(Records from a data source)
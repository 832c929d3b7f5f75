//! Runtime configuration.
//!
//! Values are layered with `figment`, highest priority last:
//!   1. Built-in defaults.
//!   2. Optional TOML (see [`Config::from_toml`]).
//!   3. Environment variables prefixed `FLUENT_ROUTINE_`, nested with `__`,
//!      e.g. `FLUENT_ROUTINE_HOST__TIME_SCALE=0.5`.
//!
//! ```toml
//! [host]
//! tick_seconds = 0.02
//! time_scale = 1.0
//! max_failures = 64
//!
//! [pool]
//! max_retained = 256
//! ```

use std::time::Duration;

use figment::{
    Figment,
    providers::{Env, Format, Serialized, Toml},
};
use serde::{Deserialize, Serialize};

use crate::error::ConfigError;

pub const ENV_PREFIX: &str = "FLUENT_ROUTINE_";

#[derive(Debug, Clone, Default, PartialEq, Serialize, Deserialize)]
#[serde(default)]
pub struct Config {
    pub host: HostConfig,
    pub pool: PoolConfig,
}

/// Clock settings of the reference [`TickScheduler`](crate::TickScheduler).
#[derive(Debug, Clone, PartialEq, Serialize, Deserialize)]
#[serde(default)]
pub struct HostConfig {
    /// Real time advanced by each `tick()`.
    pub tick_seconds: f64,
    /// Multiplier from real to scaled time. `0.0` freezes scaled waits.
    pub time_scale: f64,
    /// Failed tasks kept for `take_failures`; the oldest are dropped first.
    pub max_failures: usize,
}

impl Default for HostConfig {
    fn default() -> Self {
        Self {
            tick_seconds: 1.0 / 60.0,
            time_scale: 1.0,
            max_failures: 64,
        }
    }
}

impl HostConfig {
    pub fn validate(&self) -> Result<(), ConfigError> {
        check_non_negative("host.tick_seconds", self.tick_seconds)?;
        check_non_negative("host.time_scale", self.time_scale)
    }

    pub fn tick(&self) -> Duration {
        Duration::try_from_secs_f64(self.tick_seconds).unwrap_or_default()
    }
}

#[derive(Debug, Clone, PartialEq, Eq, Serialize, Deserialize)]
#[serde(default)]
pub struct PoolConfig {
    /// Idle records kept for reuse; releases beyond this are dropped.
    pub max_retained: usize,
    /// Records allocated up front.
    pub prewarm: usize,
}

impl Default for PoolConfig {
    fn default() -> Self {
        Self {
            max_retained: 1024,
            prewarm: 0,
        }
    }
}

impl Config {
    /// Defaults overlaid with `FLUENT_ROUTINE_*` environment variables.
    pub fn load() -> Result<Self, ConfigError> {
        Self::extract(Self::figment())
    }

    /// Defaults, then `toml`, then the environment.
    pub fn from_toml(toml: &str) -> Result<Self, ConfigError> {
        let figment = Figment::from(Serialized::defaults(Config::default()))
            .merge(Toml::string(toml))
            .merge(Env::prefixed(ENV_PREFIX).split("__"));
        Self::extract(figment)
    }

    pub fn figment() -> Figment {
        Figment::from(Serialized::defaults(Config::default()))
            .merge(Env::prefixed(ENV_PREFIX).split("__"))
    }

    pub fn extract(figment: Figment) -> Result<Self, ConfigError> {
        let config: Config = figment.extract()?;
        config.host.validate()?;
        Ok(config)
    }
}

fn check_non_negative(field: &'static str, value: f64) -> Result<(), ConfigError> {
    if value.is_finite() && value >= 0.0 {
        Ok(())
    } else {
        Err(ConfigError::OutOfRange { field, value })
    }
}

#[cfg(test)]
mod tests {
    use super::*;

    #[test]
    fn test_defaults() {
        let config = Config::default();
        assert_eq!(config.pool.max_retained, 1024);
        assert_eq!(config.host.time_scale, 1.0);
        assert_eq!(config.host.max_failures, 64);
        assert!(config.host.validate().is_ok());
        assert_eq!(config.host.tick(), Duration::from_secs_f64(1.0 / 60.0));
    }

    #[test]
    fn test_toml_overrides_defaults() {
        let config = Config::from_toml(
            r#"
            [host]
            time_scale = 0.5

            [pool]
            prewarm = 8
            "#,
        )
        .expect("valid config");

        assert_eq!(config.host.time_scale, 0.5);
        assert_eq!(config.host.tick_seconds, 1.0 / 60.0);
        assert_eq!(config.pool.prewarm, 8);
        assert_eq!(config.pool.max_retained, 1024);
    }

    #[test]
    fn test_negative_time_scale_rejected() {
        let figment = Figment::from(Serialized::defaults(Config::default()))
            .merge(Serialized::default("host.time_scale", -1.0));
        let err = Config::extract(figment).unwrap_err();
        assert!(matches!(
            err,
            ConfigError::OutOfRange {
                field: "host.time_scale",
                ..
            }
        ));
    }
}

Exercise directions:
How many of the lines above include "HostConfig"? Only the number should be given.

Response for this exercise:
4